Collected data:
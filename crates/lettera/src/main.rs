// SPDX-FileCopyrightText: 2026 Lettera Contributors
// SPDX-License-Identifier: MIT OR Apache-2.0

//! Lettera - LLM-assisted banking correspondence back office.
//!
//! This is the binary entry point for the Lettera service.

use clap::{Parser, Subcommand};

mod serve;

/// Lettera - LLM-assisted banking correspondence back office.
#[derive(Parser, Debug)]
#[command(name = "lettera", version, about, long_about = None)]
struct Cli {
    #[command(subcommand)]
    command: Option<Commands>,
}

/// Available subcommands.
#[derive(Subcommand, Debug)]
enum Commands {
    /// Start the Lettera API server.
    Serve,
    /// Validate the configuration and print the effective values.
    Config,
}

#[tokio::main]
async fn main() {
    let cli = Cli::parse();

    // Load and validate configuration at startup
    let config = match lettera_config::load_and_validate() {
        Ok(config) => config,
        Err(errors) => {
            lettera_config::render_errors(&errors);
            std::process::exit(1);
        }
    };

    match cli.command {
        Some(Commands::Serve) => {
            if let Err(e) = serve::run_serve(config).await {
                eprintln!("lettera serve failed: {e}");
                std::process::exit(1);
            }
        }
        Some(Commands::Config) => {
            println!("configuration is valid");
            println!("  app.name             = {}", config.app.name);
            println!("  app.log_level        = {}", config.app.log_level);
            println!(
                "  server               = {}:{}",
                config.server.host, config.server.port
            );
            println!("  storage.database_path = {}", config.storage.database_path);
            println!("  yandexgpt.model      = {}", config.yandexgpt.model);
            println!(
                "  yandexgpt.api_key    = {}",
                if config.yandexgpt.api_key.is_some() {
                    "[configured]"
                } else {
                    "[from environment]"
                }
            );
        }
        None => {
            println!("lettera: use --help for available commands");
        }
    }
}
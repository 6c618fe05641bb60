// SPDX-FileCopyrightText: 2026 Lettera Contributors
// SPDX-License-Identifier: MIT OR Apache-2.0

//! REST API gateway for the Lettera service.
//!
//! A thin axum layer over the domain engine: JSON DTOs, the `X-User-Id`
//! caller extractor, and typed error-to-status mapping. No sessions, no
//! token auth — the service runs as an internal back office tool.

pub mod error;
pub mod handlers;
pub mod server;

pub use error::{ApiError, ErrorResponse};
pub use server::{AppState, GatewayConfig, build_router, start_server};
// SPDX-FileCopyrightText: 2026 Lettera Contributors
// SPDX-License-Identifier: MIT OR Apache-2.0

//! Provider trait for LLM text-completion backends.
//!
//! The drafting and revision engines depend only on this trait, so the real
//! YandexGPT client can be swapped for a deterministic mock in tests.

use async_trait::async_trait;

use crate::error::LetteraError;

/// A single text-completion request.
///
/// The provider treats the prompt as opaque text; all context assembly
/// (letter text, current draft, chat history) happens in the engine.
#[derive(Debug, Clone, PartialEq)]
pub struct CompletionRequest {
    /// Optional system instruction establishing the assistant's role.
    pub system_prompt: Option<String>,
    /// The user-visible prompt text.
    pub prompt: String,
    /// Sampling temperature (0.0 = deterministic, 1.0 = creative).
    pub temperature: f64,
    /// Maximum number of tokens to generate.
    pub max_tokens: u32,
}

impl CompletionRequest {
    /// Create a request with the workspace default temperature and token cap.
    pub fn new(prompt: impl Into<String>) -> Self {
        Self {
            system_prompt: None,
            prompt: prompt.into(),
            temperature: 0.6,
            max_tokens: 2000,
        }
    }

    /// Set the system instruction.
    pub fn with_system(mut self, system: impl Into<String>) -> Self {
        self.system_prompt = Some(system.into());
        self
    }

    /// Set the sampling temperature.
    pub fn with_temperature(mut self, temperature: f64) -> Self {
        self.temperature = temperature;
        self
    }
}

/// A completed generation.
#[derive(Debug, Clone, PartialEq)]
pub struct CompletionResponse {
    /// Generated text, already trimmed of surrounding whitespace.
    pub text: String,
    /// Model version reported by the provider, when available.
    pub model: Option<String>,
}

/// Adapter for LLM text-completion services.
///
/// Calls are blocking round-trips with respect to the calling request: no
/// queueing or batching happens behind this trait. Failures surface as
/// [`LetteraError::Generation`].
#[async_trait]
pub trait CompletionProvider: Send + Sync + 'static {
    /// Human-readable name of the provider (used in logs).
    fn name(&self) -> &str;

    /// Sends a completion request and returns the generated text.
    async fn complete(
        &self,
        request: CompletionRequest,
    ) -> Result<CompletionResponse, LetteraError>;
}
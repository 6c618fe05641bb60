// SPDX-FileCopyrightText: 2026 Lettera Contributors
// SPDX-License-Identifier: MIT OR Apache-2.0

//! Configuration system for the Lettera service.
//!
//! Provides TOML configuration parsing with strict validation
//! (`deny_unknown_fields`), XDG file hierarchy lookup, environment variable
//! overrides, and Elm-style diagnostic error rendering with typo suggestions.
//!
//! # Usage
//!
//! ```no_run
//! use lettera_config::load_and_validate;
//!
//! let config = load_and_validate().expect("config errors");
//! println!("listening on {}:{}", config.server.host, config.server.port);
//! ```

pub mod diagnostic;
pub mod loader;
pub mod model;
pub mod validation;

pub use diagnostic::{ConfigError, render_errors};
pub use loader::{load_config, load_config_from_path, load_config_from_str};
pub use model::LetteraConfig;

/// Load configuration from the XDG hierarchy and validate it.
///
/// This is the high-level entry point that:
/// 1. Loads config from TOML files + env vars via Figment
/// 2. On success: runs post-deserialization validation
/// 3. On Figment error: converts to rich miette diagnostics with typo suggestions
///
/// Returns either a valid `LetteraConfig` or a list of diagnostic errors.
pub fn load_and_validate() -> Result<LetteraConfig, Vec<ConfigError>> {
    match loader::load_config() {
        Ok(config) => {
            validation::validate_config(&config)?;
            Ok(config)
        }
        Err(err) => {
            // Read TOML source files for error source span information
            let toml_sources = collect_toml_sources();
            Err(diagnostic::figment_to_config_errors(err, &toml_sources))
        }
    }
}

/// Load configuration from a specific TOML string and validate it.
///
/// Useful for testing and explicit configuration.
pub fn load_and_validate_str(toml_content: &str) -> Result<LetteraConfig, Vec<ConfigError>> {
    match loader::load_config_from_str(toml_content) {
        Ok(config) => {
            validation::validate_config(&config)?;
            Ok(config)
        }
        Err(err) => {
            let sources = vec![("<inline>".to_string(), toml_content.to_string())];
            Err(diagnostic::figment_to_config_errors(err, &sources))
        }
    }
}

/// Collect TOML source file contents for error span resolution.
fn collect_toml_sources() -> Vec<(String, String)> {
    let mut sources = Vec::new();

    // Local config
    if let Ok(content) = std::fs::read_to_string("lettera.toml") {
        let path = std::env::current_dir()
            .map(|d| d.join("lettera.toml").display().to_string())
            .unwrap_or_else(|_| "lettera.toml".to_string());
        sources.push((path, content));
    }

    // XDG user config
    if let Some(config_dir) = dirs::config_dir() {
        let path = config_dir.join("lettera/lettera.toml");
        if let Ok(content) = std::fs::read_to_string(&path) {
            sources.push((path.display().to_string(), content));
        }
    }

    // System config
    let system_path = std::path::Path::new("/etc/lettera/lettera.toml");
    if let Ok(content) = std::fs::read_to_string(system_path) {
        sources.push((system_path.display().to_string(), content));
    }

    sources
}
// SPDX-FileCopyrightText: 2026 Lettera Contributors
// SPDX-License-Identifier: MIT OR Apache-2.0

//! Letter CRUD operations and lifecycle transitions.
//!
//! State transitions are conditional UPDATEs: the WHERE clause encodes the
//! allowed source states, so a transition either applies atomically on the
//! single writer thread or touches zero rows.

use lettera_core::{Category, Letter, LetterStatus, LetteraError};
use rusqlite::params;

use crate::database::{Database, map_tr_err};

const LETTER_COLUMNS: &str = "id, user_id, text, category, status, employee_id, \
                              draft_response, final_response, created_at, updated_at";

fn map_letter_row(row: &rusqlite::Row<'_>) -> Result<Letter, rusqlite::Error> {
    let category: String = row.get(3)?;
    let status: String = row.get(4)?;
    Ok(Letter {
        id: row.get(0)?,
        user_id: row.get(1)?,
        text: row.get(2)?,
        category: category.parse::<Category>().map_err(|e| {
            rusqlite::Error::FromSqlConversionFailure(3, rusqlite::types::Type::Text, Box::new(e))
        })?,
        status: status.parse::<LetterStatus>().map_err(|e| {
            rusqlite::Error::FromSqlConversionFailure(4, rusqlite::types::Type::Text, Box::new(e))
        })?,
        employee_id: row.get(5)?,
        draft_response: row.get(6)?,
        final_response: row.get(7)?,
        created_at: row.get(8)?,
        updated_at: row.get(9)?,
    })
}

/// Insert a newly submitted letter.
///
/// Starts in `waiting` with category `other` and no draft; classification
/// and drafting land later via [`set_draft`].
pub async fn insert_letter(db: &Database, user_id: i64, text: &str) -> Result<Letter, LetteraError> {
    let text = text.to_string();
    db.connection()
        .call(move |conn| {
            conn.execute(
                "INSERT INTO letters (user_id, text) VALUES (?1, ?2)",
                params![user_id, text],
            )?;
            let id = conn.last_insert_rowid();
            let letter = conn.query_row(
                &format!("SELECT {LETTER_COLUMNS} FROM letters WHERE id = ?1"),
                params![id],
                map_letter_row,
            )?;
            Ok(letter)
        })
        .await
        .map_err(map_tr_err)
}

/// Get a letter by id.
pub async fn get_letter(db: &Database, id: i64) -> Result<Option<Letter>, LetteraError> {
    db.connection()
        .call(move |conn| {
            let result = conn.query_row(
                &format!("SELECT {LETTER_COLUMNS} FROM letters WHERE id = ?1"),
                params![id],
                map_letter_row,
            );
            match result {
                Ok(letter) => Ok(Some(letter)),
                Err(rusqlite::Error::QueryReturnedNoRows) => Ok(None),
                Err(e) => Err(e.into()),
            }
        })
        .await
        .map_err(map_tr_err)
}

/// List a user's letters, newest first, optionally filtered by status.
pub async fn list_by_user(
    db: &Database,
    user_id: i64,
    status: Option<LetterStatus>,
) -> Result<Vec<Letter>, LetteraError> {
    db.connection()
        .call(move |conn| {
            let mut letters = Vec::new();
            match status {
                Some(status) => {
                    let mut stmt = conn.prepare(&format!(
                        "SELECT {LETTER_COLUMNS} FROM letters
                         WHERE user_id = ?1 AND status = ?2
                         ORDER BY created_at DESC, id DESC"
                    ))?;
                    let rows = stmt.query_map(params![user_id, status.to_string()], map_letter_row)?;
                    for row in rows {
                        letters.push(row?);
                    }
                }
                None => {
                    let mut stmt = conn.prepare(&format!(
                        "SELECT {LETTER_COLUMNS} FROM letters
                         WHERE user_id = ?1
                         ORDER BY created_at DESC, id DESC"
                    ))?;
                    let rows = stmt.query_map(params![user_id], map_letter_row)?;
                    for row in rows {
                        letters.push(row?);
                    }
                }
            }
            Ok(letters)
        })
        .await
        .map_err(map_tr_err)
}

/// List letters in a category, newest first, optionally filtered by status.
///
/// This is the employee work queue: employees see the letters routable to
/// their category.
pub async fn list_by_category(
    db: &Database,
    category: Category,
    status: Option<LetterStatus>,
) -> Result<Vec<Letter>, LetteraError> {
    db.connection()
        .call(move |conn| {
            let mut letters = Vec::new();
            match status {
                Some(status) => {
                    let mut stmt = conn.prepare(&format!(
                        "SELECT {LETTER_COLUMNS} FROM letters
                         WHERE category = ?1 AND status = ?2
                         ORDER BY created_at DESC, id DESC"
                    ))?;
                    let rows = stmt.query_map(
                        params![category.to_string(), status.to_string()],
                        map_letter_row,
                    )?;
                    for row in rows {
                        letters.push(row?);
                    }
                }
                None => {
                    let mut stmt = conn.prepare(&format!(
                        "SELECT {LETTER_COLUMNS} FROM letters
                         WHERE category = ?1
                         ORDER BY created_at DESC, id DESC"
                    ))?;
                    let rows = stmt.query_map(params![category.to_string()], map_letter_row)?;
                    for row in rows {
                        letters.push(row?);
                    }
                }
            }
            Ok(letters)
        })
        .await
        .map_err(map_tr_err)
}

/// Store the generated draft and classified category for a letter.
pub async fn set_draft(
    db: &Database,
    letter_id: i64,
    category: Category,
    draft: &str,
) -> Result<(), LetteraError> {
    let draft = draft.to_string();
    db.connection()
        .call(move |conn| {
            conn.execute(
                "UPDATE letters SET category = ?1, draft_response = ?2,
                 updated_at = strftime('%Y-%m-%dT%H:%M:%fZ', 'now')
                 WHERE id = ?3",
                params![category.to_string(), draft, letter_id],
            )?;
            Ok(())
        })
        .await
        .map_err(map_tr_err)
}

/// Assign a waiting, unassigned letter to an employee and move it to
/// `in_progress`. Returns the number of rows changed (0 when the letter was
/// not in a claimable state).
pub async fn open_letter(
    db: &Database,
    letter_id: i64,
    employee_id: i64,
) -> Result<usize, LetteraError> {
    db.connection()
        .call(move |conn| {
            let changed = conn.execute(
                "UPDATE letters SET status = 'in_progress', employee_id = ?1,
                 updated_at = strftime('%Y-%m-%dT%H:%M:%fZ', 'now')
                 WHERE id = ?2 AND status = 'waiting' AND employee_id IS NULL",
                params![employee_id, letter_id],
            )?;
            Ok(changed)
        })
        .await
        .map_err(map_tr_err)
}

/// Record the final response and move the letter to `sent`.
///
/// Only applies while the letter is still `waiting` or `in_progress`;
/// returns the number of rows changed so the caller can distinguish a lost
/// race (already sent/closed) from success.
pub async fn finalize_letter(
    db: &Database,
    letter_id: i64,
    final_text: &str,
) -> Result<usize, LetteraError> {
    let final_text = final_text.to_string();
    db.connection()
        .call(move |conn| {
            let changed = conn.execute(
                "UPDATE letters SET final_response = ?1, status = 'sent',
                 updated_at = strftime('%Y-%m-%dT%H:%M:%fZ', 'now')
                 WHERE id = ?2 AND status IN ('waiting', 'in_progress')",
                params![final_text, letter_id],
            )?;
            Ok(changed)
        })
        .await
        .map_err(map_tr_err)
}

#[cfg(test)]
mod tests {
    use super::*;
    use crate::queries::users::create_user;
    use lettera_core::UserRole;
    use tempfile::tempdir;

    async fn setup_db_with_user() -> (Database, i64, tempfile::TempDir) {
        let dir = tempdir().unwrap();
        let db_path = dir.path().join("test.db");
        let db = Database::open(db_path.to_str().unwrap()).await.unwrap();
        let user = create_user(&db, "Anna", "anna@example.com", UserRole::User)
            .await
            .unwrap();
        (db, user.id, dir)
    }

    async fn seed_employee(db: &Database) -> i64 {
        let user = create_user(db, "Boris", "boris@bank.ru", UserRole::Employee)
            .await
            .unwrap();
        crate::queries::employees::create_employee(db, user.id, None, lettera_core::Category::Credit)
            .await
            .unwrap()
            .id
    }

    #[tokio::test]
    async fn insert_letter_starts_waiting_without_draft() {
        let (db, user_id, _dir) = setup_db_with_user().await;

        let letter = insert_letter(&db, user_id, "Недоволен обслуживанием")
            .await
            .unwrap();
        assert!(letter.id > 0);
        assert_eq!(letter.status, LetterStatus::Waiting);
        assert_eq!(letter.category, Category::Other);
        assert!(letter.draft_response.is_none());
        assert!(letter.final_response.is_none());
        assert!(letter.employee_id.is_none());

        db.close().await.unwrap();
    }

    #[tokio::test]
    async fn set_draft_updates_category_and_draft() {
        let (db, user_id, _dir) = setup_db_with_user().await;

        let letter = insert_letter(&db, user_id, "Вопрос по кредиту").await.unwrap();
        set_draft(&db, letter.id, Category::Credit, "Уважаемый клиент, ...")
            .await
            .unwrap();

        let updated = get_letter(&db, letter.id).await.unwrap().unwrap();
        assert_eq!(updated.category, Category::Credit);
        assert_eq!(updated.draft_response.as_deref(), Some("Уважаемый клиент, ..."));
        // Drafting never advances the lifecycle.
        assert_eq!(updated.status, LetterStatus::Waiting);

        db.close().await.unwrap();
    }

    #[tokio::test]
    async fn open_letter_claims_only_waiting_unassigned() {
        let (db, user_id, _dir) = setup_db_with_user().await;
        let employee_id = seed_employee(&db).await;

        let letter = insert_letter(&db, user_id, "text").await.unwrap();
        let changed = open_letter(&db, letter.id, employee_id).await.unwrap();
        assert_eq!(changed, 1);

        let opened = get_letter(&db, letter.id).await.unwrap().unwrap();
        assert_eq!(opened.status, LetterStatus::InProgress);
        assert_eq!(opened.employee_id, Some(employee_id));

        // A second claim attempt finds nothing to update.
        let changed = open_letter(&db, letter.id, employee_id).await.unwrap();
        assert_eq!(changed, 0);

        db.close().await.unwrap();
    }

    #[tokio::test]
    async fn finalize_letter_applies_exactly_once() {
        let (db, user_id, _dir) = setup_db_with_user().await;
        let employee_id = seed_employee(&db).await;

        let letter = insert_letter(&db, user_id, "text").await.unwrap();
        open_letter(&db, letter.id, employee_id).await.unwrap();

        let changed = finalize_letter(&db, letter.id, "Final answer").await.unwrap();
        assert_eq!(changed, 1);

        let sent = get_letter(&db, letter.id).await.unwrap().unwrap();
        assert_eq!(sent.status, LetterStatus::Sent);
        assert_eq!(sent.final_response.as_deref(), Some("Final answer"));

        // Second finalize touches zero rows and does not overwrite.
        let changed = finalize_letter(&db, letter.id, "Overwritten").await.unwrap();
        assert_eq!(changed, 0);
        let still_sent = get_letter(&db, letter.id).await.unwrap().unwrap();
        assert_eq!(still_sent.final_response.as_deref(), Some("Final answer"));

        db.close().await.unwrap();
    }

    #[tokio::test]
    async fn list_by_user_newest_first_with_status_filter() {
        let (db, user_id, _dir) = setup_db_with_user().await;
        let employee_id = seed_employee(&db).await;

        let l1 = insert_letter(&db, user_id, "first").await.unwrap();
        let l2 = insert_letter(&db, user_id, "second").await.unwrap();
        open_letter(&db, l1.id, employee_id).await.unwrap();

        let all = list_by_user(&db, user_id, None).await.unwrap();
        assert_eq!(all.len(), 2);
        assert_eq!(all[0].id, l2.id, "newest letter should come first");

        let waiting = list_by_user(&db, user_id, Some(LetterStatus::Waiting))
            .await
            .unwrap();
        assert_eq!(waiting.len(), 1);
        assert_eq!(waiting[0].id, l2.id);

        db.close().await.unwrap();
    }

    #[tokio::test]
    async fn list_by_category_sees_only_matching_letters() {
        let (db, user_id, _dir) = setup_db_with_user().await;

        let credit = insert_letter(&db, user_id, "credit question").await.unwrap();
        set_draft(&db, credit.id, Category::Credit, "draft").await.unwrap();
        let cards = insert_letter(&db, user_id, "cards question").await.unwrap();
        set_draft(&db, cards.id, Category::Cards, "draft").await.unwrap();

        let credit_queue = list_by_category(&db, Category::Credit, None).await.unwrap();
        assert_eq!(credit_queue.len(), 1);
        assert_eq!(credit_queue[0].id, credit.id);

        let empty = list_by_category(&db, Category::Mortgage, None).await.unwrap();
        assert!(empty.is_empty());

        db.close().await.unwrap();
    }
}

What needs to be done :: Could you write out, unchanged, the line with "letter should come" and every line after it in the data above?

Completed task ::
        assert_eq!(all[0].id, l2.id, "newest letter should come first");

        let waiting = list_by_user(&db, user_id, Some(LetterStatus::Waiting))
            .await
            .unwrap();
        assert_eq!(waiting.len(), 1);
        assert_eq!(waiting[0].id, l2.id);

        db.close().await.unwrap();
    }

    #[tokio::test]
    async fn list_by_category_sees_only_matching_letters() {
        let (db, user_id, _dir) = setup_db_with_user().await;

        let credit = insert_letter(&db, user_id, "credit question").await.unwrap();
        set_draft(&db, credit.id, Category::Credit, "draft").await.unwrap();
        let cards = insert_letter(&db, user_id, "cards question").await.unwrap();
        set_draft(&db, cards.id, Category::Cards, "draft").await.unwrap();

        let credit_queue = list_by_category(&db, Category::Credit, None).await.unwrap();
        assert_eq!(credit_queue.len(), 1);
        assert_eq!(credit_queue[0].id, credit.id);

        let empty = list_by_category(&db, Category::Mortgage, None).await.unwrap();
        assert!(empty.is_empty());

        db.close().await.unwrap();
    }
}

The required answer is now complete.